Excelentíssimo Senhor Doutor Desembargador Presidente do Egrégio Tribunal de Justiça do Estado de São Paulo

 

 

 

 

Protocolado nº 17.320/2015

 

Ementa:

1.      Ação direta de inconstitucionalidade. Lei Complementar nº 309, de 18 de setembro de 2013, do Município de Taboão da Serra, que “Autoriza a Lei complementar nº 141/2007, de 22 de junho de 2007”, estabelecendo regime de aposentadoria diferenciado para os Guardas Civis Municipais.

2.      Usurpação da competência legislativa privativa da União com violação do princípio federativo (art. 1º da Constituição Estadual). Compete a União legislar sobre a adoção de requisitos e critérios diferenciados para a concessão de aposentadoria aos servidores públicos que exerçam atividades de risco (art. 40, § 4º c.c. o art. art. 24, XII da Constituição Federal). Violação do princípio federativo (art. 1º e art. 144 da Constituição Paulista) decorrente da repartição constitucional de competências.

3.      Guardas Civis Municipais são servidores públicos efetivos sujeitos ao regime próprio de previdência social. Vedação de adoção de requisitos e critérios diferenciados para a concessão de aposentadoria. Violação do art. 126 da Constituição Estadual.

 

 

O PROCURADOR-GERAL DE JUSTIÇA DO ESTADO DE SÃO PAULO, no exercício da atribuição prevista no art. 116, VI, da Lei Complementar Estadual n. 734, de 26 de novembro de 1993 (Lei Orgânica do Ministério Público de São Paulo), em conformidade com o disposto no art.125, § 2º, e art. 129, IV, da Constituição Federal, e ainda art. 74, VI, e art. 90, III, da Constituição do Estado de São Paulo, com amparo nas informações colhidas no incluso protocolado, vem, respeitosamente, perante esse Egrégio Tribunal de Justiça, promover a presente AÇÃO DIRETA DE INCONSTITUCIONALIDADE em face Lei Complementar nº 309, de 18 de setembro de 2013, do Município de Taboão da Serra,  pelos fundamentos a seguir expostos:

1. Do Ato Normativo Impugnado

O protocolado que instrui esta inicial de ação direta de inconstitucionalidade foi instaurado a partir de representação do Procurador Geral do Ministério Público de Contas do Estado de São Paulo (fls. 02/06).

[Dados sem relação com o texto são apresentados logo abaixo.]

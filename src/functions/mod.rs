//! Built-in template functions
//!
//! The registry maps each function name to its implementation exactly
//! once, at construction. Dispatch is a direct lookup; unknown names are
//! the caller's concern. Functions flagged with `delay_binding` receive
//! unevaluated argument thunks ([`Value::Deferred`]) so short-circuit
//! semantics hold.

pub mod array;
pub mod comparison;
pub mod date;
pub mod deployment;
pub mod logical;
pub mod numeric;
pub mod resource;
pub mod string;

use std::collections::HashMap;

use crate::context::TemplateContext;
use crate::errors::{EvalResult, ExpressionError};
use crate::value::Value;

/// Signature shared by every built-in function implementation.
pub type ExpressionFn = fn(&dyn TemplateContext, Vec<Value>) -> EvalResult<Value>;

/// An immutable registry entry.
#[derive(Clone, Copy)]
pub struct FunctionDescriptor {
    pub name: &'static str,
    /// Pass argument expressions unevaluated to this function.
    pub delay_binding: bool,
    func: ExpressionFn,
}

impl FunctionDescriptor {
    const fn new(name: &'static str, func: ExpressionFn) -> Self {
        Self {
            name,
            func,
            delay_binding: false,
        }
    }

    const fn delayed(name: &'static str, func: ExpressionFn) -> Self {
        Self {
            name,
            func,
            delay_binding: true,
        }
    }

    pub fn invoke(&self, context: &dyn TemplateContext, args: Vec<Value>) -> EvalResult<Value> {
        (self.func)(context, args)
    }
}

impl std::fmt::Debug for FunctionDescriptor {
    fn fmt(&self, f: &mut std::fmt::Formatter<'_>) -> std::fmt::Result {
        f.debug_struct("FunctionDescriptor")
            .field("name", &self.name)
            .field("delay_binding", &self.delay_binding)
            .finish()
    }
}

/// All built-in functions. Constructed once; never mutated.
static BUILTIN: &[FunctionDescriptor] = &[
    // Array and object
    FunctionDescriptor::new("array", array::array),
    FunctionDescriptor::new("concat", array::concat),
    FunctionDescriptor::new("contains", array::contains),
    FunctionDescriptor::new("createArray", array::create_array),
    FunctionDescriptor::new("createObject", array::create_object),
    FunctionDescriptor::new("empty", array::empty),
    FunctionDescriptor::new("first", array::first),
    FunctionDescriptor::new("intersection", array::intersection),
    FunctionDescriptor::new("last", array::last),
    FunctionDescriptor::new("length", array::length),
    FunctionDescriptor::new("min", array::min),
    FunctionDescriptor::new("max", array::max),
    FunctionDescriptor::new("range", array::range),
    FunctionDescriptor::new("skip", array::skip),
    FunctionDescriptor::new("take", array::take),
    FunctionDescriptor::new("union", array::union),
    // Comparison
    FunctionDescriptor::new("coalesce", comparison::coalesce),
    FunctionDescriptor::new("equals", comparison::equals),
    FunctionDescriptor::new("greater", comparison::greater),
    FunctionDescriptor::new("greaterOrEquals", comparison::greater_or_equals),
    FunctionDescriptor::new("less", comparison::less),
    FunctionDescriptor::new("lessOrEquals", comparison::less_or_equals),
    // Date
    FunctionDescriptor::new("dateTimeAdd", date::date_time_add),
    FunctionDescriptor::new("utcNow", date::utc_now),
    // Deployment
    FunctionDescriptor::new("deployment", deployment::deployment),
    FunctionDescriptor::new("environment", deployment::environment),
    FunctionDescriptor::new("parameters", deployment::parameters),
    FunctionDescriptor::new("variables", deployment::variables),
    // Logical
    FunctionDescriptor::delayed("and", logical::and),
    FunctionDescriptor::new("bool", logical::bool_),
    FunctionDescriptor::new("false", logical::false_),
    FunctionDescriptor::delayed("if", logical::if_),
    FunctionDescriptor::new("not", logical::not),
    // or evaluates all arguments eagerly, matching the template language.
    FunctionDescriptor::new("or", logical::or),
    FunctionDescriptor::new("true", logical::true_),
    // Numeric
    FunctionDescriptor::new("add", numeric::add),
    FunctionDescriptor::new("copyIndex", numeric::copy_index),
    FunctionDescriptor::new("div", numeric::div),
    FunctionDescriptor::new("float", numeric::float),
    FunctionDescriptor::new("int", numeric::int),
    FunctionDescriptor::new("mod", numeric::mod_),
    FunctionDescriptor::new("mul", numeric::mul),
    FunctionDescriptor::new("sub", numeric::sub),
    // Object
    FunctionDescriptor::new("json", deployment::json),
    FunctionDescriptor::new("null", deployment::null),
    // Resource
    FunctionDescriptor::new("extensionResourceId", resource::extension_resource_id),
    // Includes listAccountSas, listKeys, listSecrets, list*
    FunctionDescriptor::new("list", resource::list),
    FunctionDescriptor::new("providers", resource::providers),
    FunctionDescriptor::new("reference", resource::reference),
    FunctionDescriptor::new("resourceGroup", resource::resource_group),
    FunctionDescriptor::new("resourceId", resource::resource_id),
    FunctionDescriptor::new("subscription", resource::subscription),
    FunctionDescriptor::new("subscriptionResourceId", resource::subscription_resource_id),
    FunctionDescriptor::new("tenantResourceId", resource::tenant_resource_id),
    // String
    FunctionDescriptor::new("base64", string::base64),
    FunctionDescriptor::new("base64ToJson", string::base64_to_json),
    FunctionDescriptor::new("base64ToString", string::base64_to_string),
    FunctionDescriptor::new("dataUri", string::data_uri),
    FunctionDescriptor::new("dataUriToString", string::data_uri_to_string),
    FunctionDescriptor::new("endsWith", string::ends_with),
    FunctionDescriptor::new("format", string::format),
    FunctionDescriptor::new("guid", string::guid),
    FunctionDescriptor::new("indexOf", string::index_of),
    FunctionDescriptor::new("lastIndexOf", string::last_index_of),
    FunctionDescriptor::new("newGuid", string::new_guid),
    FunctionDescriptor::new("padLeft", string::pad_left),
    FunctionDescriptor::new("replace", string::replace),
    FunctionDescriptor::new("split", string::split),
    FunctionDescriptor::new("startsWith", string::starts_with),
    FunctionDescriptor::new("string", string::string),
    FunctionDescriptor::new("substring", string::substring),
    FunctionDescriptor::new("toLower", string::to_lower),
    FunctionDescriptor::new("toUpper", string::to_upper),
    FunctionDescriptor::new("trim", string::trim),
    FunctionDescriptor::new("uniqueString", string::unique_string),
    FunctionDescriptor::new("uri", string::uri),
    FunctionDescriptor::new("uriComponent", string::uri_component),
    FunctionDescriptor::new("uriComponentToString", string::uri_component_to_string),
];

/// Name-indexed table of built-in functions.
pub struct Registry {
    table: HashMap<&'static str, &'static FunctionDescriptor>,
}

impl Default for Registry {
    fn default() -> Self {
        Self::builtin()
    }
}

impl Registry {
    /// Build the registry over the built-in function set.
    pub fn builtin() -> Self {
        let mut table = HashMap::with_capacity(BUILTIN.len());
        for descriptor in BUILTIN {
            table.insert(descriptor.name, descriptor);
        }
        Self { table }
    }

    /// Resolve a function name. Names are case-sensitive; any unregistered
    /// name with a `list` prefix (listKeys, listSecrets, ...) routes to the
    /// generic list handler.
    pub fn get(&self, name: &str) -> Option<&FunctionDescriptor> {
        if let Some(descriptor) = self.table.get(name) {
            return Some(*descriptor);
        }
        if name.len() > 4 && name.starts_with("list") {
            return self.table.get("list").copied();
        }
        None
    }

    /// Names of all registered functions, for caller-side diagnostics.
    pub fn names(&self) -> impl Iterator<Item = &'static str> + '_ {
        self.table.keys().copied()
    }

    /// Resolve and invoke in one step. The caller remains responsible for
    /// passing deferred arguments when the descriptor requests them.
    pub fn call(
        &self,
        name: &str,
        context: &dyn TemplateContext,
        args: Vec<Value>,
    ) -> Option<EvalResult<Value>> {
        self.get(name).map(|d| d.invoke(context, args))
    }
}

/// Argument count must equal `expected`.
pub(crate) fn check_exact(function: &str, args: &[Value], expected: usize) -> EvalResult<()> {
    if args.len() != expected {
        return Err(ExpressionError::arguments_out_of_range(function, args.len()));
    }
    Ok(())
}

/// Argument count must be at least `min`.
pub(crate) fn check_min(function: &str, args: &[Value], min: usize) -> EvalResult<()> {
    if args.len() < min {
        return Err(ExpressionError::arguments_out_of_range(function, args.len()));
    }
    Ok(())
}

/// Argument count must fall in `min..=max`.
pub(crate) fn check_range(
    function: &str,
    args: &[Value],
    min: usize,
    max: usize,
) -> EvalResult<()> {
    if args.len() < min || args.len() > max {
        return Err(ExpressionError::arguments_out_of_range(function, args.len()));
    }
    Ok(())
}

A Lei Complementar nº 309, de 18 de setembro de 2013, do Município de Taboão da Serra, que “Autoriza a Lei complementar nº 141/2007, de 22 de junho de 2007”, tem a seguinte redação:

“Art. 1º Fica acrescido o artigo 97-A à Lei Complementar nº 141 de 22 de junho de 2007, com a seguinte redação:

"Art. 97-A. Os integrantes da Guarda Civil Municipal serão aposentados, de forma voluntária, nos termos do artigo 40 § 4º incisos II e III da Constituição da República, desde que comprovem:

 I - 25 (vinte e cinco) anos de contribuição, contando com pelo menos 15 (quinze) anos de efetivo exercício em cargo da Carreira de Guarda Civil Municipal, para mulher;

 II - 30 (trinta) anos de contribuição, contando com pelo menos 20 (vinte) anos de efetivo exercício em cargo da Carreira de Guarda Civil Municipal, para homem."

 Art. 2º As despesas decorrentes da execução da presente Lei Complementar correrão à custas de dotações próprias do orçamento vigente, suplementadas, se necessário.

 Art. 3º Esta Lei Complementar entra em vigor na data de sua publicação.”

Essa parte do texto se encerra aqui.